When using health supplements, it is important to keep the idea of “whole health” in mind. Supplements will produce better results faster if the following are also done:
One of the most noticeable effects of tobacco smoke is constriction of the veins and arteries. Good blood supply is essential to healthy hair. Constricted veins carry fewer nutrients and oxygen and are less able to nourish the papilla and matrix, where hair growth starts. Nicotine also depletes some vitamins, especially water-soluble ones such as Vitamin C.
Don’t overuse prescription medications
All prescription medicines should be taken as directed. Ask your doctor if natural medicines would be appropriate. For example, antihyperlipidemics taken to lower blood cholesterol can produce hair loss. Natural medicines for lowering cholesterol, such as herbal remedies, will not have this adverse effect on the hair.

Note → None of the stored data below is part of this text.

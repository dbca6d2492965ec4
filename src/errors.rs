//! Error types with diagnostics using miette
//!
//! Path syntax errors carry the source text and a span so they render as
//! annotated snippets. Snap errors are precondition violations raised by the
//! event-writing helpers.

use miette::{Diagnostic, NamedSource, SourceSpan};
use thiserror::Error;

use crate::types::Axis;

// ============================================================================
// Path Errors
// ============================================================================

/// Errors from the strict path parsing API.
///
/// The lenient [`crate::path::PathNormalizer`] never surfaces these; it logs
/// and falls back to a single-point path instead.
#[derive(Error, Diagnostic, Debug)]
pub enum PathError {
    #[error("invalid path data: {message}")]
    #[diagnostic(
        code(gridpath::path::syntax),
        help("path data is a sequence of command letters (MLHVCSQTAZ, upper or lower case) followed by numbers")
    )]
    Syntax {
        message: String,
        #[source_code]
        src: NamedSource<String>,
        #[label("could not read past here")]
        span: SourceSpan,
    },

    #[error("command '{command}' takes {expected} arguments, got {got}")]
    #[diagnostic(code(gridpath::path::arity))]
    Arity {
        command: char,
        expected: usize,
        got: usize,
    },

    #[error("unknown path command '{command}'")]
    #[diagnostic(
        code(gridpath::path::unknown_command),
        help("known commands are M, L, H, V, C, S, Q, T, A and Z")
    )]
    UnknownCommand { command: char },
}

impl PathError {
    /// Build a syntax error pointing at `offset` within `source`.
    pub(crate) fn syntax(source: &str, offset: usize, message: impl Into<String>) -> Self {
        let offset = offset.min(source.len());
        let len = if offset < source.len() { 1 } else { 0 };
        PathError::Syntax {
            message: message.into(),
            src: NamedSource::new("<path>", source.to_string()),
            span: (offset, len).into(),
        }
    }
}

// ============================================================================
// Snap Errors
// ============================================================================

/// Precondition violations when writing snap results into an event.
#[derive(Error, Diagnostic, Debug, Clone, PartialEq)]
pub enum SnapError {
    #[error("axis must be in [x, y], got {name:?}")]
    #[diagnostic(code(gridpath::snap::invalid_axis))]
    InvalidAxis { name: String },

    #[error("resize direction must be one of n, ne, e, se, s, sw, w, nw, got {name:?}")]
    #[diagnostic(code(gridpath::snap::invalid_direction))]
    InvalidDirection { name: String },

    #[error("snapped value for axis {axis} must be a finite number, got {value}")]
    #[diagnostic(
        code(gridpath::snap::non_finite_value),
        help("use Snap::Release to mark an axis as explicitly unsnapped")
    )]
    NonFiniteValue { axis: Axis, value: f64 },
}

Every part of the body, from blood to follicle cells to nerves, depends on a regular supply of essential nutrients. These include proteins, vitamins, minerals and some fat. Unfortunately, the typical American diet is not balanced, and is heavy on animal fat and starch while low in vitamins and fiber. To improve the diet, most people should eat more fresh fruits and vegetables (at least six servings per day) and cut back on red meat, bread, pastry, and fried or deep-fried foods and snack items. It is also important to maintain proper fluid levels by drinking six to eight glasses of water per day.
Don’t overdo alcohol.
Too much can cause vitamin deficiencies, such as low levels of Folic Acid.
Keep stress to a minimum
Studies have shown that high levels of stress may be a contributing factor to many types of alopecia, and will affect the body’s overall health. Many people with high levels of stress react by pulling or tugging at their hair and are sometimes unaware that they are doing it. (The condition is called trichotillomania.) If it isn’t possible to adapt your lifestyle, make small changes wherever possible. Some herbal medicines have also been proven to reduce stress without side-effects.
Treat the hair carefully
Wet hair is extremely fragile. Never brush wet hair. Instead, comb it gently. Take out tangles by working the hair from the ends, rather than forcing the comb through, which will break or pull out the hairs. Blow-dryers, hot rollers and brushing against the grain (such as “back-combing”) are also very hard on the hair
Limit hair treatments
All chemical treatments, such as permanents, straightening, dying or bleaching will weaken the hair shaft, especially if they are used in combination (e.g., dying and then curling the hair). Weakened hairs are easily broken. Hair that breaks at or close to the scalp will give the same appearance as hair that has fallen out.
Avoid tight styles
These can break the hair, or pull on the follicles enough to cause damage. (This damage is known as traction alopecia.) Cornrows or tight braids are bad for this. If you are going to tie your hair back, make sure the ponytail is loose. – Use gentle cleansers. Cheap, harsh shampoos are hard on the hair. Use gentle shampoos. Wash the hair thoroughly, but don’t overwork it, as it is fragile when wet. Rinse very well to remove all traces of the product.